Solana, speaking at the Brussels Forum conference, said that questions of "hard security" could be dealt with in the NATO-Russia Council, where high level talks have been frozen over Moscow's war with Georgia in August.
"I think it is possible to make progress in the short term, by working in an effective manner in the NATO-Russia Council. I think there is room for improvement there," he said.
Lavrov, whose country is concerned about NATO expanding ever closer to its borders, said security in Europe was based around organisations or structures that essentially only looked after themselves, to the exclusion of non-members.
"They are all about security of clubs or organisations," he said, referring also to the European Union and the Organisation for Security and Cooperation in Europe. "We want to change this situation."
Russia last year called for a new, legally binding security pact in Europe to replace what it says are outdated arms control treaties from the Cold War and to help avoid crises such as the war in Georgia.
Lavrov argued that some organisations operated on the basis of political principles while others had binding laws and he called for a list of security standards to be drawn up that would be respected by all.
"What we suggest is to get together and make these principles legally binding," he said. "We also want this exercise to agree on principles of arms control and make them legally binding."
NATO has generally reacted coolly to the Russian plan, which it fears is simply a plan by its old Cold War foe to do away with the 26-nation military alliance, formed 60 years ago to counter Moscow's influence.
Solana acknowledged Moscow's past concerns that the NATO-Russia Council, established in 2002 to discuss issues of mutual interest and air differences, was sometimes "NATO plus Russia, not NATO and Russia".
But he said that today "everybody is on the same footing. I think we have room there to move on."

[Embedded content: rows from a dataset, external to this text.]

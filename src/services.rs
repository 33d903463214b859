pub mod auth;
pub mod client_service;
pub mod dashboard_service;
pub mod finance_service;
pub mod jobs;
pub mod notification_service;
pub mod order_service;
pub mod salary_service;
pub mod user_service;
// src/services/jobs.rs

use std::{future::Future, sync::Arc, time::Duration};

use chrono::{NaiveDate, Utc};
use sqlx::PgPool;

use crate::{
    common::{db_utils::begin_system_transaction, error::AppError},
    config::Config,
    models::{dashboard::StatisticsSnapshot, salaries::WeeklyRecalculation},
    services::{
        dashboard_service::DashboardService, notification_service::NotificationService,
        salary_service::{current_week_start, SalaryService},
    },
};

/// Tarefas periódicas: totais semanais, limpeza de notificações e
/// snapshots do dashboard. Cada uma roda com o papel `system` no RLS.
#[derive(Clone)]
pub struct JobRunner {
    pool: PgPool,
    config: Arc<Config>,
    salary_service: SalaryService,
    notification_service: NotificationService,
    dashboard_service: DashboardService,
}

impl JobRunner {
    pub fn new(
        pool: PgPool,
        config: Arc<Config>,
        salary_service: SalaryService,
        notification_service: NotificationService,
        dashboard_service: DashboardService,
    ) -> Self {
        Self { pool, config, salary_service, notification_service, dashboard_service }
    }

    /// Recalcula a semana anterior e a atual: pedidos fechados depois da
    /// última execução antes da virada de segunda ainda entram na semana certa.
    pub async fn run_weekly_salaries(&self) -> Result<Vec<WeeklyRecalculation>, AppError> {
        let current = current_week_start(self.config.business_offset(), Utc::now());

        let mut results = Vec::with_capacity(2);
        for week in weeks_to_recalculate(current) {
            let mut tx = begin_system_transaction(&self.pool).await?;
            results.push(self.salary_service.recalculate_week(&mut *tx, week).await?);
            tx.commit().await?;
        }

        Ok(results)
    }

    pub async fn run_notification_cleanup(&self) -> Result<u64, AppError> {
        let mut tx = begin_system_transaction(&self.pool).await?;
        let removed = self
            .notification_service
            .cleanup(&mut *tx, self.config.notification_retention_days)
            .await?;
        tx.commit().await?;
        Ok(removed)
    }

    pub async fn run_statistics_snapshot(&self) -> Result<StatisticsSnapshot, AppError> {
        let mut tx = begin_system_transaction(&self.pool).await?;
        let snapshot = self.dashboard_service.take_snapshot(&mut *tx).await?;
        tx.commit().await?;
        Ok(snapshot)
    }

    /// Sobe os três loops. Falha em uma execução só gera log; o loop segue.
    pub fn spawn_all(&self) {
        let runner = self.clone();
        spawn_loop("weekly_salaries", self.config.salary_job_interval_secs, move || {
            let runner = runner.clone();
            async move { runner.run_weekly_salaries().await.map(|_| ()) }
        });

        let runner = self.clone();
        spawn_loop("notification_cleanup", self.config.cleanup_job_interval_secs, move || {
            let runner = runner.clone();
            async move { runner.run_notification_cleanup().await.map(|_| ()) }
        });

        let runner = self.clone();
        spawn_loop("statistics_snapshot", self.config.stats_job_interval_secs, move || {
            let runner = runner.clone();
            async move { runner.run_statistics_snapshot().await.map(|_| ()) }
        });
    }
}

pub fn weeks_to_recalculate(current_week: NaiveDate) -> [NaiveDate; 2] {
    [current_week - chrono::Duration::days(7), current_week]
}

fn spawn_loop<F, Fut>(name: &'static str, every_secs: u64, job: F)
where
    F: Fn() -> Fut + Send + 'static,
    Fut: Future<Output = Result<(), AppError>> + Send + 'static,
{
    tokio::spawn(async move {
        let mut interval = tokio::time::interval(Duration::from_secs(every_secs.max(1)));
        loop {
            interval.tick().await;
            if let Err(e) = job().await {
                tracing::error!(job = name, error = ?e, "Job agendado falhou");
            }
        }
    });

    tracing::info!(job = name, every_secs, "⏱️ Job agendado iniciado");
}

#[cfg(test)]
mod tests {
    use super::*;

    #[test]
    fn previous_week_is_recalculated_before_the_current_one() {
        let monday = NaiveDate::from_ymd_opt(2025, 3, 10).unwrap();
        assert_eq!(
            weeks_to_recalculate(monday),
            [NaiveDate::from_ymd_opt(2025, 3, 3).unwrap(), monday]
        );
    }
}
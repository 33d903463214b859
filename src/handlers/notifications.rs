// src/handlers/notifications.rs

use axum::{extract::State, response::IntoResponse};
use serde_json::json;
use uuid::Uuid;

use crate::{
    common::{
        db_utils::begin_rls_transaction,
        error::AppError,
        extract::{ValidPath, ValidatedQuery},
        response::{ApiResponse, PaginationQuery},
    },
    config::AppState,
    middleware::auth::AuthenticatedUser,
    models::notifications::{Notification, NotificationQuery},
};

// GET /api/notifications
#[utoipa::path(
    get,
    path = "/api/notifications",
    tag = "Notifications",
    params(PaginationQuery, NotificationQuery),
    responses((status = 200, description = "Notificações do usuário", body = Vec<Notification>)),
    security(("api_jwt" = []))
)]
pub async fn list_notifications(
    State(app_state): State<AppState>,
    user: AuthenticatedUser,
    ValidatedQuery(pagination): ValidatedQuery<PaginationQuery>,
    ValidatedQuery(query): ValidatedQuery<NotificationQuery>,
) -> Result<impl IntoResponse, AppError> {
    let mut tx = begin_rls_transaction(&app_state, &user).await?;

    let page = app_state
        .notification_service
        .list_for_user(&mut tx, user.0.id, query.unread_only.unwrap_or(false), &pagination)
        .await?;

    tx.commit().await?;
    Ok(ApiResponse::ok(page))
}

// PATCH /api/notifications/{id}/read
#[utoipa::path(
    patch,
    path = "/api/notifications/{id}/read",
    tag = "Notifications",
    params(("id" = Uuid, Path, description = "ID da notificação")),
    responses(
        (status = 200, description = "Marcada como lida", body = Notification),
        (status = 404, description = "Notificação não encontrada")
    ),
    security(("api_jwt" = []))
)]
pub async fn mark_read(
    State(app_state): State<AppState>,
    user: AuthenticatedUser,
    ValidPath(id): ValidPath<Uuid>,
) -> Result<impl IntoResponse, AppError> {
    let mut tx = begin_rls_transaction(&app_state, &user).await?;

    let notification = app_state.notification_service.mark_read(&mut *tx, id, user.0.id).await?;

    tx.commit().await?;
    Ok(ApiResponse::ok(notification))
}

// POST /api/notifications/read-all
#[utoipa::path(
    post,
    path = "/api/notifications/read-all",
    tag = "Notifications",
    responses((status = 200, description = "Todas marcadas como lidas")),
    security(("api_jwt" = []))
)]
pub async fn mark_all_read(
    State(app_state): State<AppState>,
    user: AuthenticatedUser,
) -> Result<impl IntoResponse, AppError> {
    let mut tx = begin_rls_transaction(&app_state, &user).await?;

    let updated = app_state.notification_service.mark_all_read(&mut *tx, user.0.id).await?;

    tx.commit().await?;
    Ok(ApiResponse::ok(json!({ "updated": updated })))
}
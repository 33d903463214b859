use axum::{
    extract::{FromRequestParts, Request, State},
    http::request::Parts,
    middleware::Next,
    response::Response,
};
use axum_extra::headers::{authorization::Bearer, Authorization, HeaderMapExt};
use uuid::Uuid;

use crate::{common::error::AppError, config::AppState, models::auth::User};

// O middleware em si: valida o Bearer contra a sessão emitida
pub async fn auth_guard(
    State(app_state): State<AppState>,
    mut request: Request,
    next: Next,
) -> Result<Response, AppError> {
    let bearer = request
        .headers()
        .typed_get::<Authorization<Bearer>>()
        .ok_or(AppError::InvalidToken)?;

    let (user, session_id) = app_state.auth_service.validate_token(bearer.token()).await?;

    // Insere o usuário nos "extensions" da requisição
    request.extensions_mut().insert(AuthenticatedUser(user));
    request.extensions_mut().insert(CurrentSession(session_id));
    Ok(next.run(request).await)
}

// Extrator para obter o usuário autenticado diretamente nos handlers
#[derive(Debug, Clone)]
pub struct AuthenticatedUser(pub User);

impl<S> FromRequestParts<S> for AuthenticatedUser
where
    S: Send + Sync,
{
    type Rejection = AppError;

    async fn from_request_parts(parts: &mut Parts, _state: &S) -> Result<Self, Self::Rejection> {
        parts
            .extensions
            .get::<AuthenticatedUser>()
            .cloned()
            .ok_or(AppError::InvalidToken)
    }
}

/// Sessão por trás do token atual (usada no logout).
#[derive(Debug, Clone, Copy)]
pub struct CurrentSession(pub Uuid);

impl<S> FromRequestParts<S> for CurrentSession
where
    S: Send + Sync,
{
    type Rejection = AppError;

    async fn from_request_parts(parts: &mut Parts, _state: &S) -> Result<Self, Self::Rejection> {
        parts
            .extensions
            .get::<CurrentSession>()
            .copied()
            .ok_or(AppError::InvalidToken)
    }
}
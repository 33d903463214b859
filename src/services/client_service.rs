// src/services/client_service.rs

use sqlx::{Executor, PgConnection, Postgres};
use uuid::Uuid;

use crate::{
    common::{
        error::AppError,
        response::{Paginated, PaginationQuery},
    },
    db::{client_repo::ClientFields, ClientRepository},
    middleware::rbac::ensure_owner_or_management,
    models::{
        auth::User,
        clients::{Client, ClientPayload},
    },
};

/// Campo opcional vazio ("   ") é gravado como NULL.
pub(crate) fn non_empty(value: &Option<String>) -> Option<&str> {
    value.as_deref().map(str::trim).filter(|v| !v.is_empty())
}

fn fields_from(payload: &ClientPayload) -> ClientFields<'_> {
    ClientFields {
        full_name: payload.full_name.trim(),
        phone: non_empty(&payload.phone),
        email: non_empty(&payload.email),
        car_model: non_empty(&payload.car_model),
        car_plate: non_empty(&payload.car_plate),
        car_vin: non_empty(&payload.car_vin),
        car_year: payload.car_year,
        notes: non_empty(&payload.notes),
    }
}

#[derive(Clone)]
pub struct ClientService {
    repo: ClientRepository,
}

impl ClientService {
    pub fn new(repo: ClientRepository) -> Self {
        Self { repo }
    }

    pub async fn list_clients(
        &self,
        conn: &mut PgConnection,
        search: Option<&str>,
        pagination: &PaginationQuery,
    ) -> Result<Paginated<Client>, AppError> {
        let search = search.map(str::trim).filter(|s| !s.is_empty());
        let (items, total) = self
            .repo
            .list_clients(conn, search, pagination.limit(), pagination.offset())
            .await?;

        Ok(Paginated::new(items, pagination, total))
    }

    pub async fn get_client<'e, E>(&self, executor: E, id: Uuid) -> Result<Client, AppError>
    where
        E: Executor<'e, Database = Postgres>,
    {
        self.repo
            .find_by_id(executor, id)
            .await?
            .ok_or_else(|| AppError::ResourceNotFound("Клиент".into()))
    }

    pub async fn create_client<'e, E>(
        &self,
        executor: E,
        actor: &User,
        payload: &ClientPayload,
    ) -> Result<Client, AppError>
    where
        E: Executor<'e, Database = Postgres>,
    {
        let client = self.repo.create_client(executor, &fields_from(payload), actor.id).await?;
        tracing::info!(client_id = %client.id, "Cliente cadastrado");
        Ok(client)
    }

    /// Master só edita clientes que ele mesmo cadastrou.
    pub async fn update_client(
        &self,
        conn: &mut PgConnection,
        actor: &User,
        id: Uuid,
        payload: &ClientPayload,
    ) -> Result<Client, AppError> {
        let current = self.get_client(&mut *conn, id).await?;
        ensure_owner_or_management(actor, current.created_by)?;

        self.repo.update_client(&mut *conn, id, &fields_from(payload)).await
    }

    pub async fn delete_client<'e, E>(&self, executor: E, id: Uuid) -> Result<(), AppError>
    where
        E: Executor<'e, Database = Postgres>,
    {
        self.repo.delete_client(executor, id).await
    }
}

#[cfg(test)]
mod tests {
    use super::*;

    #[test]
    fn blank_optional_fields_become_null() {
        assert_eq!(non_empty(&Some("   ".into())), None);
        assert_eq!(non_empty(&None), None);
        assert_eq!(non_empty(&Some(" А123ВС77 ".into())), Some("А123ВС77"));
    }

    #[test]
    fn payload_fields_are_trimmed() {
        let payload = ClientPayload {
            full_name: "  Сергей Иванов ".into(),
            phone: Some("+79161234567".into()),
            email: Some(String::new()),
            car_model: Some("Toyota Camry".into()),
            car_plate: None,
            car_vin: None,
            car_year: Some(2018),
            notes: None,
        };

        let fields = fields_from(&payload);
        assert_eq!(fields.full_name, "Сергей Иванов");
        assert_eq!(fields.email, None);
        assert_eq!(fields.car_year, Some(2018));
    }
}
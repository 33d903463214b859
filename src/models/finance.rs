// src/models/finance.rs

use chrono::{DateTime, NaiveDate, Utc};
use rust_decimal::Decimal;
use serde::{Deserialize, Serialize};
use sqlx::{types::Json, FromRow};
use utoipa::{IntoParams, ToSchema};
use uuid::Uuid;
use validator::Validate;

use crate::models::orders::PricedLine;

// --- Enums (Mapeando o Postgres) ---

#[derive(Debug, Clone, Copy, PartialEq, Eq, Serialize, Deserialize, sqlx::Type, ToSchema)]
#[sqlx(type_name = "payment_type")]
pub enum PaymentType {
    #[sqlx(rename = "наличные")]
    #[serde(rename = "наличные")]
    Cash,
    #[sqlx(rename = "карта")]
    #[serde(rename = "карта")]
    Card,
    #[sqlx(rename = "перевод")]
    #[serde(rename = "перевод")]
    Transfer,
    #[sqlx(rename = "смешанный")]
    #[serde(rename = "смешанный")]
    Mixed,
}

// --- Venda de peças (sem pedido de reparo) ---

#[derive(Debug, Clone, PartialEq, Serialize, Deserialize, Validate, ToSchema)]
#[serde(rename_all = "camelCase")]
pub struct PartLine {
    #[validate(length(min = 1, message = "Укажите название запчасти"))]
    #[schema(example = "Масляный фильтр")]
    pub name: String,

    #[schema(example = "650.00")]
    pub unit_price: Decimal,

    #[validate(range(min = 1, message = "Количество должно быть не меньше 1"))]
    #[schema(example = 2)]
    pub quantity: i32,
}

impl PricedLine for PartLine {
    fn unit_price(&self) -> Decimal {
        self.unit_price
    }

    fn quantity(&self) -> i32 {
        self.quantity
    }
}

#[derive(Debug, Clone, Serialize, FromRow, ToSchema)]
#[serde(rename_all = "camelCase")]
pub struct PartsSale {
    pub id: Uuid,
    pub client_id: Option<Uuid>,
    #[schema(value_type = Vec<PartLine>)]
    pub items: Json<Vec<PartLine>>,
    #[schema(example = "1300.00")]
    pub total_amount: Decimal,
    pub notes: Option<String>,
    pub created_by: Option<Uuid>,
    pub created_at: DateTime<Utc>,
}

// --- Dívidas ---

#[derive(Debug, Clone, Serialize, FromRow, ToSchema)]
#[serde(rename_all = "camelCase")]
pub struct Debt {
    pub id: Uuid,
    pub client_id: Uuid,
    pub client_name: Option<String>,
    pub order_id: Option<Uuid>,
    pub description: Option<String>,
    #[schema(example = "5000.00")]
    pub amount: Decimal,
    // Quanto falta pagar; nunca negativo
    #[schema(example = "1500.00")]
    pub remaining: Decimal,
    #[schema(value_type = Option<String>, format = Date, example = "2025-04-30")]
    pub due_date: Option<NaiveDate>,
    pub created_by: Option<Uuid>,
    pub created_at: DateTime<Utc>,
    pub updated_at: DateTime<Utc>,
}

// --- Pagamentos ---

#[derive(Debug, Clone, Serialize, FromRow, ToSchema)]
#[serde(rename_all = "camelCase")]
pub struct Payment {
    pub id: Uuid,
    #[schema(example = "3500.00")]
    pub amount: Decimal,
    pub payment_type: PaymentType,
    pub order_id: Option<Uuid>,
    pub parts_sale_id: Option<Uuid>,
    pub debt_id: Option<Uuid>,
    pub notes: Option<String>,
    pub created_by: Option<Uuid>,
    pub created_at: DateTime<Utc>,
}

/// Resultado do registro: o pagamento e, se houver, a dívida já abatida.
#[derive(Debug, Serialize, ToSchema)]
#[serde(rename_all = "camelCase")]
pub struct PaymentReceipt {
    pub payment: Payment,
    pub debt: Option<Debt>,
}

// --- Payloads ---

#[derive(Debug, Deserialize, Validate, ToSchema)]
#[serde(rename_all = "camelCase")]
pub struct CreatePartsSalePayload {
    pub client_id: Option<Uuid>,
    #[validate(length(min = 1, message = "Добавьте хотя бы одну позицию"), nested)]
    pub items: Vec<PartLine>,
    pub notes: Option<String>,
}

#[derive(Debug, Deserialize, Validate, ToSchema)]
#[serde(rename_all = "camelCase")]
pub struct CreateDebtPayload {
    pub client_id: Uuid,
    pub order_id: Option<Uuid>,
    #[validate(length(max = 1000, message = "Слишком длинное описание"))]
    pub description: Option<String>,
    #[schema(example = "5000.00")]
    pub amount: Decimal,
    #[schema(value_type = Option<String>, format = Date)]
    pub due_date: Option<NaiveDate>,
}

#[derive(Debug, Deserialize, Validate, ToSchema)]
#[serde(rename_all = "camelCase")]
pub struct CreatePaymentPayload {
    #[schema(example = "3500.00")]
    pub amount: Decimal,
    pub payment_type: PaymentType,
    pub order_id: Option<Uuid>,
    pub parts_sale_id: Option<Uuid>,
    pub debt_id: Option<Uuid>,
    pub notes: Option<String>,
}

#[derive(Debug, Default, Deserialize, Validate, IntoParams)]
#[serde(rename_all = "camelCase")]
#[into_params(parameter_in = Query, rename_all = "camelCase")]
pub struct PartsSaleQuery {
    pub client_id: Option<Uuid>,
}

#[derive(Debug, Default, Deserialize, Validate, IntoParams)]
#[serde(rename_all = "camelCase")]
#[into_params(parameter_in = Query, rename_all = "camelCase")]
pub struct DebtQuery {
    pub client_id: Option<Uuid>,
    /// Somente com saldo em aberto
    pub open_only: Option<bool>,
}

#[derive(Debug, Default, Deserialize, Validate, IntoParams)]
#[serde(rename_all = "camelCase")]
#[into_params(parameter_in = Query, rename_all = "camelCase")]
pub struct PaymentQuery {
    pub order_id: Option<Uuid>,
    pub debt_id: Option<Uuid>,
    pub parts_sale_id: Option<Uuid>,
}

#[cfg(test)]
mod tests {
    use super::*;

    #[test]
    fn payment_type_uses_russian_tokens() {
        assert_eq!(serde_json::to_value(PaymentType::Cash).unwrap(), "наличные");
        let parsed: PaymentType = serde_json::from_value(serde_json::json!("перевод")).unwrap();
        assert_eq!(parsed, PaymentType::Transfer);
        assert!(serde_json::from_value::<PaymentType>(serde_json::json!("crypto")).is_err());
    }

    #[test]
    fn part_line_total_multiplies_quantity() {
        let line = PartLine { name: "Свеча".into(), unit_price: "420.50".parse().unwrap(), quantity: 4 };
        assert_eq!(line.line_total().unwrap(), "1682.00".parse::<Decimal>().unwrap());
    }
}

"There is tremendous amount of space to get that NATO-Russia Council to do much better than it has done so far," he said, noting that there were a lot in the forum's founding act that had not been applied.
"In the hard security basket, I think a lot can be done with the structures we have today if we use them properly," added Solana, who was NATO Secretary General from 1995-1999 before becoming the European Union's top diplomat.
He also expressed optimism that a meeting next month between US President Barack Obama and Russian counterpart Dmitry Medvedev would help spark some movement on arms control issues.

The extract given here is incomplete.